#### Data records
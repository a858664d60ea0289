// Parse-tree definitions for C declarations

use std::fmt;

/// Source location information for error reporting
#[derive(Debug, Clone, Copy, PartialEq, Eq)]
pub struct SourceLocation {
    pub line: usize,
    pub column: usize,
}

impl SourceLocation {
    pub fn new(line: usize, column: usize) -> Self {
        Self { line, column }
    }
}

/// storage-class-specifier: auto | register | static | extern | typedef
///
/// `None` is the unspecified value; it resolves the same way as `auto` and
/// `register` (automatic storage).
#[derive(Debug, Clone, Copy, PartialEq, Eq)]
pub enum StorageClassSpec {
    None,
    Auto,
    Register,
    Static,
    Extern,
    Typedef,
}

impl fmt::Display for StorageClassSpec {
    fn fmt(&self, f: &mut fmt::Formatter<'_>) -> fmt::Result {
        let keyword = match self {
            StorageClassSpec::None => "<none>",
            StorageClassSpec::Auto => "auto",
            StorageClassSpec::Register => "register",
            StorageClassSpec::Static => "static",
            StorageClassSpec::Extern => "extern",
            StorageClassSpec::Typedef => "typedef",
        };
        write!(f, "{}", keyword)
    }
}

/// type-qualifier: const | volatile
#[derive(Debug, Clone, Copy, PartialEq, Eq)]
pub enum TypeQualifier {
    Const,
    Volatile,
}

/// Basic (keyword-level) type specifiers. These are atoms, not concrete
/// types: which multisets form a valid type is decided by the semantic
/// layer's combination table.
#[derive(Debug, Clone, Copy, PartialEq, Eq, PartialOrd, Ord, Hash)]
pub enum BasicTypeSpec {
    Void,
    Char,
    Short,
    Int,
    Long,
    Float,
    Double,
    Signed,
    Unsigned,
}

impl fmt::Display for BasicTypeSpec {
    fn fmt(&self, f: &mut fmt::Formatter<'_>) -> fmt::Result {
        let keyword = match self {
            BasicTypeSpec::Void => "void",
            BasicTypeSpec::Char => "char",
            BasicTypeSpec::Short => "short",
            BasicTypeSpec::Int => "int",
            BasicTypeSpec::Long => "long",
            BasicTypeSpec::Float => "float",
            BasicTypeSpec::Double => "double",
            BasicTypeSpec::Signed => "signed",
            BasicTypeSpec::Unsigned => "unsigned",
        };
        write!(f, "{}", keyword)
    }
}

/// struct-or-union: struct | union
#[derive(Debug, Clone, Copy, PartialEq, Eq)]
pub enum AggregateTag {
    Struct,
    Union,
}

impl fmt::Display for AggregateTag {
    fn fmt(&self, f: &mut fmt::Formatter<'_>) -> fmt::Result {
        match self {
            AggregateTag::Struct => write!(f, "struct"),
            AggregateTag::Union => write!(f, "union"),
        }
    }
}

/// type-specifier
///
/// ```text
/// type-specifier
///   : void | char | short | int | long | float | double | signed | unsigned
///   | struct-or-union-specifier
///   | enum-specifier
///   | typedef-name
/// ```
///
/// A closed sum type: the semantic layer dispatches resolution by matching
/// on the variant.
#[derive(Debug, Clone)]
pub enum TypeSpecifier {
    Basic(BasicTypeSpec),

    /// A bare identifier previously declared with `typedef`.
    TypedefName(String),

    /// struct-or-union-specifier. `members` is `None` for a bare mention
    /// (`struct Node`) and `Some` for a definition (`struct Node { ... }`).
    StructOrUnion {
        tag: AggregateTag,
        name: Option<String>,
        members: Option<Vec<MemberDeclaration>>,
    },

    /// enum-specifier. `enumerators` is `None` for a mention of a
    /// previously defined enum.
    Enum {
        name: Option<String>,
        enumerators: Option<Vec<Enumerator>>,
    },
}

impl TypeSpecifier {
    pub fn is_basic(&self) -> bool {
        matches!(self, TypeSpecifier::Basic(_))
    }
}

/// specifier-qualifier-list: [ type-specifier | type-qualifier ]+
///
/// Order of appearance carries no meaning; the list just records what the
/// parser saw. Used standalone for struct/union member declarations and as
/// the base of full declaration specifiers.
#[derive(Debug, Clone, Default)]
pub struct SpecifierQualifierList {
    pub type_specifiers: Vec<TypeSpecifier>,
    pub qualifiers: Vec<TypeQualifier>,
}

impl SpecifierQualifierList {
    pub fn new() -> Self {
        Self::default()
    }

    pub fn is_const(&self) -> bool {
        self.qualifiers.contains(&TypeQualifier::Const)
    }

    pub fn is_volatile(&self) -> bool {
        self.qualifiers.contains(&TypeQualifier::Volatile)
    }
}

/// declaration-specifiers:
/// [ storage-class-specifier | type-specifier | type-qualifier ]+
#[derive(Debug, Clone, Default)]
pub struct DeclarationSpecifiers {
    pub storage_classes: Vec<StorageClassSpec>,
    pub specifiers: SpecifierQualifierList,
}

impl DeclarationSpecifiers {
    pub fn new() -> Self {
        Self::default()
    }
}

/// A declarator in the supported subset: pointer indirection plus a name.
///
/// Array, function, and parenthesised declarators belong to the enclosing
/// compiler and are not parsed here.
#[derive(Debug, Clone, PartialEq, Eq)]
pub struct Declarator {
    pub pointer_depth: usize,
    pub name: String,
}

/// struct-declaration: one specifier-qualifier list shared by one or more
/// member declarators (`long x, *p;` declares two members).
#[derive(Debug, Clone)]
pub struct MemberDeclaration {
    pub specifiers: SpecifierQualifierList,
    pub declarators: Vec<Declarator>,
}

/// enumerator: identifier [ '=' constant ]?
///
/// An absent value means "previous value plus one", starting from zero.
#[derive(Debug, Clone, PartialEq, Eq)]
pub struct Enumerator {
    pub name: String,
    pub value: Option<i64>,
}

/// External declaration: declaration-specifiers followed by zero or more
/// declarators. Zero declarators is the tag-only form (`struct Node;`, or a
/// struct/union/enum definition that declares no object).
#[derive(Debug, Clone)]
pub struct Declaration {
    pub specifiers: DeclarationSpecifiers,
    pub declarators: Vec<Declarator>,
    pub location: SourceLocation,
}

/// A parsed translation unit: external declarations in source order.
#[derive(Debug, Clone, Default)]
pub struct Program {
    pub declarations: Vec<Declaration>,
}

impl Program {
    pub fn new() -> Self {
        Program::default()
    }
}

#### What is needed
In the records above, how many lines contain the word "None"? Give the number alone.

#### Task result
5